Your goal ->
In the reply, include exactly the lines of the entries below from the first to the line with "self.cancel.cancel();", that line included.

Provided data ->
impl SignalingHub {
    pub fn new(
        cfg: &SignalingConfig,
        turn_cfg: TurnConfig,
        registry: Arc<PeerRegistry>,
        store: ServiceStore,
        secrets: Arc<SecretRing>,
    ) -> Self {
        Self {
            connections: RwLock::new(HashMap::new()),
            registry,
            store,
            secrets,
            turn_cfg,
            session_timeout: cfg.session_timeout(),
            cancel: CancellationToken::new(),
        }
    }

    pub(crate) fn store(&self) -> &ServiceStore {
        &self.store
    }

    /// Number of live connections.
    pub async fn connection_count(&self) -> usize {
        self.connections.read().await.len()
    }

    /// Whether a peer currently holds a connection.
    pub async fn is_connected(&self, id: &str) -> bool {
        self.connections.read().await.contains_key(id)
    }

    /// Cancel the hub root token; cascades into every connection's
    /// monitor and read loop and releases their resources.
    pub async fn shutdown(&self) {
        info!("Stopping signaling hub");
        self.cancel.cancel();

        let connections = self.connections.read().await;
        for conn in connections.values() {
            conn.cancel.cancel();
        }
    }

    /// Install a connection for a peer, preempting any incumbent with the
    /// same id, and admit the peer to the registry.
    pub(crate) async fn admit(
        &self,
        peer: Peer,
        msg_tx: mpsc::Sender<Message>,
    ) -> Arc<PeerConnection> {
        let conn = Arc::new(PeerConnection::new(
            peer.clone(),
            msg_tx,
            self.cancel.child_token(),
        ));

        {
            let mut connections = self.connections.write().await;
            if let Some(old) = connections.insert(peer.id.clone(), Arc::clone(&conn)) {
                warn!(
                    peer_id = %peer.id,
                    peer_type = %peer.kind,
                    "Duplicate connection detected, closing old connection"
                );
                old.cancel.cancel();
                old.cancel_all_pending().await;
            }
        }

        self.registry.admit(peer).await;
        conn
    }

    /// Remove a connection's hub entry and registry row, but only while
    /// the map still points at this exact connection. Teardown of a
    /// preempted incumbent must not delete its replacement.
    pub(crate) async fn release(&self, conn: &Arc<PeerConnection>) {
        let mut connections = self.connections.write().await;
        let still_registered = connections
            .get(&conn.peer.id)
            .is_some_and(|current| Arc::ptr_eq(current, conn));

        if still_registered {
            connections.remove(&conn.peer.id);
            drop(connections);
            self.registry.remove(&conn.peer.id).await;
            info!(peer_id = %conn.peer.id, peer_type = %conn.peer.kind, "Peer disconnected");
        }
    }

    /// Drive an upgraded WebSocket for its whole life: admission, writer
    /// and monitor tasks, the read loop, and teardown.
    pub async fn run_connection(self: Arc<Self>, socket: WebSocket, peer: Peer) {
        let (msg_tx, msg_rx) = mpsc::channel(OUTBOUND_BUFFER);
        let conn = self.admit(peer, msg_tx).await;

        info!(peer_id = %conn.peer.id, peer_type = %conn.peer.kind, "Peer connected");

        let (sink, stream) = socket.split();
        let writer = tokio::spawn(write_loop(sink, msg_rx, Arc::clone(&conn)));
        let monitor = tokio::spawn(monitor_loop(Arc::clone(&conn)));

        self.read_loop(&conn, stream).await;

        conn.cancel.cancel();
        conn.cancel_all_pending().await;
        self.release(&conn).await;

        let _ = writer.await;
        let _ = monitor.await;
    }

    /// Read frames until the channel closes, a deadline passes, or the
    /// connection is cancelled. Pongs refresh the peer's liveness.
    async fn read_loop(&self, conn: &Arc<PeerConnection>, mut stream: SplitStream<WebSocket>) {
        loop {
            tokio::select! {
                _ = conn.cancel.cancelled() => break,
                next = timeout(READ_WAIT, stream.next()) => {
                    match next {
                        Err(_) => {
                            debug!(peer_id = %conn.peer.id, "Read deadline exceeded");
                            break;
                        }
                        Ok(None) => break,
                        Ok(Some(Err(e))) => {
                            debug!(peer_id = %conn.peer.id, error = %e, "WebSocket read error");
                            break;
                        }
                        Ok(Some(Ok(Message::Pong(_)))) => {
                            self.registry.update_last_ping(&conn.peer.id).await;
                        }
                        Ok(Some(Ok(Message::Text(text)))) => {
                            match serde_json::from_str::<SignalingMessage>(&text) {
                                Ok(msg) => self.handle_message(conn, msg).await,
                                Err(e) => {
                                    warn!(peer_id = %conn.peer.id, error = %e, "Discarding malformed frame");
                                }
                            }
                        }
                        Ok(Some(Ok(Message::Close(_)))) => break,
                        Ok(Some(Ok(_))) => {}
                    }
                }
            }
        }
    }

    /// Dispatch one inbound message. Unknown types are logged and dropped.
    pub async fn handle_message(&self, conn: &Arc<PeerConnection>, msg: SignalingMessage) {
        debug!(
            from = %conn.peer.id,
            kind = %msg.kind,
            to = msg.to.as_deref().unwrap_or(""),
            "Received message"
        );

        match msg.kind.as_str() {
            "edge:register" => self.handle_edge_register(conn, &msg).await,
            "get-peers" => self.handle_get_peers(conn).await,
            "turn-request" => self.handle_turn_request(conn).await,
            "connect-request" | "connect-response" | "offer" | "answer" | "ice-candidate" => {
                self.forward(&msg).await;
            }
            "api-connect-request" => {
                // Only ever synthesized by the HTTP bridge; a peer sending
                // it is a protocol violation worth logging, nothing more.
                warn!(from = %conn.peer.id, "Received api-connect-request on a peer channel, ignoring");
            }
            "api-connect-response" => self.handle_api_connect_response(conn, msg).await,
            service_sync::TYPE_SERVICE_SYNC => self.handle_service_sync(conn, &msg).await,
            service_sync::TYPE_SERVICE_SYNC_BATCH => {
                self.handle_service_sync_batch(conn, &msg).await;
            }
            service_sync::TYPE_SERVICE_LIST_REQUEST => {
                self.handle_service_list_request(conn).await;
            }
            other => warn!(kind = %other, from = %conn.peer.id, "Unknown message type"),
        }
    }

    /// `edge:register`: succeeds iff the announced id matches the
    /// connection's peer id. Mid-session renames are not supported.
    async fn handle_edge_register(&self, conn: &Arc<PeerConnection>, msg: &SignalingMessage) {
        let edge_id = msg
            .data
            .as_ref()
            .and_then(|d| d.get("edgeId"))
            .and_then(Value::as_str)
            .unwrap_or_default();

        if edge_id.is_empty() {
            self.send_or_log(conn, &SignalingMessage::error("edgeId is required"))
                .await;
            return;
        }

        if conn.peer.id != edge_id {
            warn!(
                connection_id = %conn.peer.id,
                requested_id = %edge_id,
                "Edge ID mismatch during registration"
            );
            self.send_or_log(
                conn,
                &SignalingMessage::error("Edge ID must match connection ID"),
            )
            .await;
            return;
        }

        info!(edge_id = %edge_id, "Edge registered");

        self.send_or_log(
            conn,
            &SignalingMessage::with_data("edge:register-success", json!({ "edgeId": edge_id })),
        )
        .await;
    }

    /// `get-peers`: reply with a registry snapshot.
    async fn handle_get_peers(&self, conn: &Arc<PeerConnection>) {
        let peers = self.registry.list(None).await;
        match serde_json::to_value(peers) {
            Ok(data) => {
                self.send_or_log(conn, &SignalingMessage::with_data("peer-list", data))
                    .await;
            }
            Err(e) => error!(error = %e, "Failed to encode peer list"),
        }
    }

    /// `turn-request`: issue fresh credentials over the channel.
    async fn handle_turn_request(&self, conn: &Arc<PeerConnection>) {
        debug!(peer_id = %conn.peer.id, "Handling turn-request");

        let snapshot = self.secrets.snapshot();
        let cred = credentials::issue(
            conn.peer.kind.as_str(),
            &conn.peer.id,
            snapshot.ttl_secs,
            &snapshot.current,
        );

        let creds = TurnCredentials {
            username: cred.username,
            password: cred.password,
            ttl: snapshot.ttl_secs,
            expires: turn::format_expiry(cred.expires_at),
            urls: turn::ice_urls(&self.turn_cfg).flatten(),
        };

        match serde_json::to_value(creds) {
            Ok(data) => {
                self.send_or_log(conn, &SignalingMessage::with_data("turn-response", data))
                    .await;
            }
            Err(e) => error!(error = %e, "Failed to encode TURN credentials"),
        }
    }

    /// Forward a message to the connection named by `to`. A missing
    /// recipient is logged and the message dropped.
    async fn forward(&self, msg: &SignalingMessage) {
        let Some(to) = msg.to.as_deref().filter(|t| !t.is_empty()) else {
            warn!(kind = %msg.kind, "Message has no recipient");
            return;
        };

        let target = self.connections.read().await.get(to).cloned();
        let Some(target) = target else {
            warn!(to = %to, kind = %msg.kind, "Target peer not found");
            return;
        };

        if let Err(e) = target.send(msg).await {
            error!(to = %to, kind = %msg.kind, error = %e, "Failed to forward message");
        }
    }

    /// `api-connect-response`: deliver into the response slot keyed by the
    /// message's `to` (the client id).
    async fn handle_api_connect_response(&self, conn: &Arc<PeerConnection>, msg: SignalingMessage) {
        let client_id = msg.to.clone().unwrap_or_default();
        debug!(from = %conn.peer.id, client_id = %client_id, "Handling api-connect-response");

        if !conn.complete_pending(&client_id, msg).await {
            warn!(client_id = %client_id, "No waiting request for api-connect-response");
        }
    }

    /// Synchronous bridge: post an `api-connect-request` into the target
    /// edge's channel and await its response for at most
    /// [`CONNECT_TIMEOUT`]. Exactly one of response / timeout /
    /// send-failure / edge-vanished terminates the call, and the response
    /// slot is removed on every exit path.
    pub async fn client_connect(
        &self,
        req: ClientConnectRequest,
    ) -> Result<Value, ClientConnectError> {
        let conn = self.connections.read().await.get(&req.edge_id).cloned();
        let Some(conn) = conn else {
            return Err(ClientConnectError::EdgeOffline(req.edge_id));
        };
        if conn.peer.kind != PeerKind::Edge {
            return Err(ClientConnectError::EdgeOffline(req.edge_id));
        }

        let client_id = req.id.clone();
        let response_rx = conn.register_pending(client_id.clone()).await;

        let msg = match serde_json::to_value(&req) {
            Ok(data) => SignalingMessage::with_data("api-connect-request", data),
            Err(e) => {
                error!(error = %e, "Failed to encode client connect request");
                conn.remove_pending(&client_id).await;
                return Err(ClientConnectError::SendFailed);
            }
        };

        if let Err(e) = conn.send(&msg).await {
            warn!(edge_id = %conn.peer.id, error = %e, "Failed to send api-connect-request");
            conn.remove_pending(&client_id).await;
            return Err(ClientConnectError::SendFailed);
        }

        match timeout(CONNECT_TIMEOUT, response_rx).await {
            Ok(Ok(response)) => Ok(response.data.unwrap_or(Value::Null)),
            Ok(Err(_)) => {
                conn.remove_pending(&client_id).await;
                Err(ClientConnectError::EdgeVanished)
            }
            Err(_) => {
                warn!(edge_id = %conn.peer.id, client_id = %client_id, "Client connect timed out");
                conn.remove_pending(&client_id).await;
                Err(ClientConnectError::Timeout)
            }
        }
    }

    /// Periodically evict peers whose liveness evidence exceeds the
    /// session timeout, tearing down their connections.
    pub async fn run_cleanup(self: Arc<Self>) {
        let mut ticker = tokio::time::interval(self.session_timeout / 2);

        loop {
            tokio::select! {
                _ = self.cancel.cancelled() => break,
                _ = ticker.tick() => {
                    let removed = self.registry.evict_older_than(self.session_timeout).await;
                    if removed.is_empty() {
                        continue;
                    }

                    info!(count = removed.len(), "Cleaned up stale peers");

                    let mut connections = self.connections.write().await;
                    for id in &removed {
                        if let Some(conn) = connections.remove(id) {
                            conn.cancel.cancel();
                        }
                    }
                }
            }
        }
    }

    pub(crate) async fn send_or_log(&self, conn: &Arc<PeerConnection>, msg: &SignalingMessage) {
        if let Err(e) = conn.send(msg).await {
            warn!(peer_id = %conn.peer.id, kind = %msg.kind, error = %e, "Failed to send message");
        }
    }
}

Result ->
impl SignalingHub {
    pub fn new(
        cfg: &SignalingConfig,
        turn_cfg: TurnConfig,
        registry: Arc<PeerRegistry>,
        store: ServiceStore,
        secrets: Arc<SecretRing>,
    ) -> Self {
        Self {
            connections: RwLock::new(HashMap::new()),
            registry,
            store,
            secrets,
            turn_cfg,
            session_timeout: cfg.session_timeout(),
            cancel: CancellationToken::new(),
        }
    }

    pub(crate) fn store(&self) -> &ServiceStore {
        &self.store
    }

    /// Number of live connections.
    pub async fn connection_count(&self) -> usize {
        self.connections.read().await.len()
    }

    /// Whether a peer currently holds a connection.
    pub async fn is_connected(&self, id: &str) -> bool {
        self.connections.read().await.contains_key(id)
    }

    /// Cancel the hub root token; cascades into every connection's
    /// monitor and read loop and releases their resources.
    pub async fn shutdown(&self) {
        info!("Stopping signaling hub");
        self.cancel.cancel();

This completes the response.